═══ Given data ═══
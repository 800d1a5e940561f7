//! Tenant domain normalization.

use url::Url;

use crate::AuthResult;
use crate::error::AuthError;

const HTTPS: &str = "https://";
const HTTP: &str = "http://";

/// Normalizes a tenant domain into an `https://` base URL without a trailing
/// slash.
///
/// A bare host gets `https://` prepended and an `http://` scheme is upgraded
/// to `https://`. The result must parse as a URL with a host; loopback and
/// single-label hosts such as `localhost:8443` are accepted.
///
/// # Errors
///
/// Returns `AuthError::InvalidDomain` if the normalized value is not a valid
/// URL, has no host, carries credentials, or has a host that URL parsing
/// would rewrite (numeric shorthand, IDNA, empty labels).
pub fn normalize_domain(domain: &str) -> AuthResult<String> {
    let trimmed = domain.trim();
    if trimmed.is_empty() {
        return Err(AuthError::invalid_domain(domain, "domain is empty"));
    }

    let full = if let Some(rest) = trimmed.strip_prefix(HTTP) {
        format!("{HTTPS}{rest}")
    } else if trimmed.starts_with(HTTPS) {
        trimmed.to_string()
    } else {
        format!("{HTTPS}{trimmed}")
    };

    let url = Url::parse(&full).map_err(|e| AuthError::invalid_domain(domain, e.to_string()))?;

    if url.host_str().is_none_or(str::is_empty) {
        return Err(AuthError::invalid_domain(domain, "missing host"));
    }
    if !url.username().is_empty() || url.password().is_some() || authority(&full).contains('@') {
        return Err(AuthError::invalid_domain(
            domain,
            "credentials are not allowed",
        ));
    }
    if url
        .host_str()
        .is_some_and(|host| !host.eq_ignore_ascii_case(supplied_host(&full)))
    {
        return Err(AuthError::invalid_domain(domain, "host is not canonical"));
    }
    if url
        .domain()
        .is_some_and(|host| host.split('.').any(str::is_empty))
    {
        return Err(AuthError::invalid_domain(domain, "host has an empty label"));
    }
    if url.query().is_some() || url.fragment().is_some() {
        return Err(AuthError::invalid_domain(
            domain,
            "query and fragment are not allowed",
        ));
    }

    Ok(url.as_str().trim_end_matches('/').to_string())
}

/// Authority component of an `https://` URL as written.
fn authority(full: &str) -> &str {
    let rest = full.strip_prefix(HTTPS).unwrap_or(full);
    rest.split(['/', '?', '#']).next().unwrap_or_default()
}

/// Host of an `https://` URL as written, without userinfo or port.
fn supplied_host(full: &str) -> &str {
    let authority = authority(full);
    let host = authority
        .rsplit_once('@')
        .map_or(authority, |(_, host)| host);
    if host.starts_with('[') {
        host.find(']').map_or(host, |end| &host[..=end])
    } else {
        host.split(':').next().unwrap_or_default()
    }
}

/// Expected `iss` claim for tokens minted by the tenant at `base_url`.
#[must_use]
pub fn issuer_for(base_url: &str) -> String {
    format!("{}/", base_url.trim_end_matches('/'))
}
═══
═══ Given data ═══
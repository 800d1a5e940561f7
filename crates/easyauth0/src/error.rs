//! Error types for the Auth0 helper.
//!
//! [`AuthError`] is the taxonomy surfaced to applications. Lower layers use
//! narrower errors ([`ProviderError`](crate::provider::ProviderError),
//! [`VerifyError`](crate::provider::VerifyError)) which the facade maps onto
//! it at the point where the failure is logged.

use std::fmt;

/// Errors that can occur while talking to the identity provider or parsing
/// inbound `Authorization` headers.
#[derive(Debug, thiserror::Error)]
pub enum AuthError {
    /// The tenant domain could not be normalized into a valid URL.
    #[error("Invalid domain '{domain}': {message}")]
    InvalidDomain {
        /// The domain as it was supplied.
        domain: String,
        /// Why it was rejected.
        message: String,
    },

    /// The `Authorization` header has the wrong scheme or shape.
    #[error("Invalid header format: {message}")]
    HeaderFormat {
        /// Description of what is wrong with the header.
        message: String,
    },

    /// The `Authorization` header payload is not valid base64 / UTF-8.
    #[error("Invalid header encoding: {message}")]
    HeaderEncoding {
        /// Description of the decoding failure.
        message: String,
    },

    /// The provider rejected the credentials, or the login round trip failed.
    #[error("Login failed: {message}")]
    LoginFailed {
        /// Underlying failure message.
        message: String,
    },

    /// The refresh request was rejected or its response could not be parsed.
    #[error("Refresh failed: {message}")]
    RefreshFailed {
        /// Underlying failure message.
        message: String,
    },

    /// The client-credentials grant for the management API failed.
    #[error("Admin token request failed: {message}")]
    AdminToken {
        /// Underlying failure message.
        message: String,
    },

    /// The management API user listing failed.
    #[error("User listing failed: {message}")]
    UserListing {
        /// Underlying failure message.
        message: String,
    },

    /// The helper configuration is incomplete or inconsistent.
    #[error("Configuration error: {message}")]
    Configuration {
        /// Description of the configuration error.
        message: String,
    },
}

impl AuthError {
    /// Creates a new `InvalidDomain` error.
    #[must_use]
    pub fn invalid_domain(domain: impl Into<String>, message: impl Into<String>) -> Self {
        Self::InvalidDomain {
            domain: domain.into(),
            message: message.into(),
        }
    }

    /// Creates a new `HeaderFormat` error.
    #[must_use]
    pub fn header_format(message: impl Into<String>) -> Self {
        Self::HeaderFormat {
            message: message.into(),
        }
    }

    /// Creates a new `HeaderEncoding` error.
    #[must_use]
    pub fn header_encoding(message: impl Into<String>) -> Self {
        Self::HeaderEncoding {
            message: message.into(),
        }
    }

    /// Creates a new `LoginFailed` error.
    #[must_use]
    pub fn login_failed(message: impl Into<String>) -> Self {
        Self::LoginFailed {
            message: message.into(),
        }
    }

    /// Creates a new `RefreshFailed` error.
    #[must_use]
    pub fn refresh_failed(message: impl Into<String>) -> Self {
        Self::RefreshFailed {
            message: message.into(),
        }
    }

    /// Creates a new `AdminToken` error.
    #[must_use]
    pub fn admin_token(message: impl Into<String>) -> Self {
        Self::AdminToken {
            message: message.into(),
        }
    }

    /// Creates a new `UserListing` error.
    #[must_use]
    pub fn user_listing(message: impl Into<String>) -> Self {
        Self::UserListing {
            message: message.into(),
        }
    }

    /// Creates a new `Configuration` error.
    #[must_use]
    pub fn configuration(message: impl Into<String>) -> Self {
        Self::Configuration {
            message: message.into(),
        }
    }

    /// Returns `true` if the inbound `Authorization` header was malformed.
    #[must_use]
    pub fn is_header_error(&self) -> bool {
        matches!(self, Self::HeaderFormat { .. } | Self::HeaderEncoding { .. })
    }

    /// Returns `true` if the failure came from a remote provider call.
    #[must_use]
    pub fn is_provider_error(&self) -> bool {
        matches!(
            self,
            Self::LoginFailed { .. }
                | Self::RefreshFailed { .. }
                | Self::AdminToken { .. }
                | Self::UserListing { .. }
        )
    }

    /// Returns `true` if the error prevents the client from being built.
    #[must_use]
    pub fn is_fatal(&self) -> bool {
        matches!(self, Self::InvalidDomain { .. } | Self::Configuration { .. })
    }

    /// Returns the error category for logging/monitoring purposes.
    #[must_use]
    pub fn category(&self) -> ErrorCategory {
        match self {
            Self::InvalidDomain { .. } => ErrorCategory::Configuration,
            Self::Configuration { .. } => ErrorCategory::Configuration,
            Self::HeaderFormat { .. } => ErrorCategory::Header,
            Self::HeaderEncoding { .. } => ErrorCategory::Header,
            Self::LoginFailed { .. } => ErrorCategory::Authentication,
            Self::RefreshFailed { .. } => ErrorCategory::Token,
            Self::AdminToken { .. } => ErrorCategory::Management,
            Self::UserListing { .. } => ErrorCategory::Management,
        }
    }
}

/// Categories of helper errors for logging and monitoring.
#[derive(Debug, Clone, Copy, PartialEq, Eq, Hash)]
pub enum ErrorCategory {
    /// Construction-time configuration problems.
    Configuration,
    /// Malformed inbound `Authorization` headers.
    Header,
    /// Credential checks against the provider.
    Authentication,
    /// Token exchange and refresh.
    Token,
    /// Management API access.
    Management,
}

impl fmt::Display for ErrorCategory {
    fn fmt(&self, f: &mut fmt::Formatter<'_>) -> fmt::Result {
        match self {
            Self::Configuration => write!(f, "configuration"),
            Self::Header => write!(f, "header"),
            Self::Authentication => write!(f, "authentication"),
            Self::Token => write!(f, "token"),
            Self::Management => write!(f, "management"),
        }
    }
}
═══
═══ Given data ═══
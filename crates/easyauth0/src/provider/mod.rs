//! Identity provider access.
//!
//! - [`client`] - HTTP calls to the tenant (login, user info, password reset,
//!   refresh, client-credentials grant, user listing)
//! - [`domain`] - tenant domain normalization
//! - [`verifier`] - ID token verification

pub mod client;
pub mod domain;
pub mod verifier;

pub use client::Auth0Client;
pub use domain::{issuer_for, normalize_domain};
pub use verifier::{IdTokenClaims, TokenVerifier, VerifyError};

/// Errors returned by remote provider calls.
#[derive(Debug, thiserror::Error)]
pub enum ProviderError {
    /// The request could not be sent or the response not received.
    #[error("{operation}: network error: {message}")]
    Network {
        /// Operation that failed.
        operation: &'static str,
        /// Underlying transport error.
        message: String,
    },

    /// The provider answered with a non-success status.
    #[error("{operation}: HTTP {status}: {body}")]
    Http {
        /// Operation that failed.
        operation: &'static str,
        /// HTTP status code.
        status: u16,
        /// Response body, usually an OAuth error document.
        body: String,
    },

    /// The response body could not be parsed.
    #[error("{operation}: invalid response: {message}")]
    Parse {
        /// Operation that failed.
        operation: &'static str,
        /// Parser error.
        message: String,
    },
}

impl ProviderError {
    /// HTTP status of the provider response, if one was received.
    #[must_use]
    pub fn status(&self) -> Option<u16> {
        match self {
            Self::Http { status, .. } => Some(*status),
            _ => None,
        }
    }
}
═══
Among the records above, how many lines carry the string "credentials"? Reply with the number alone.

5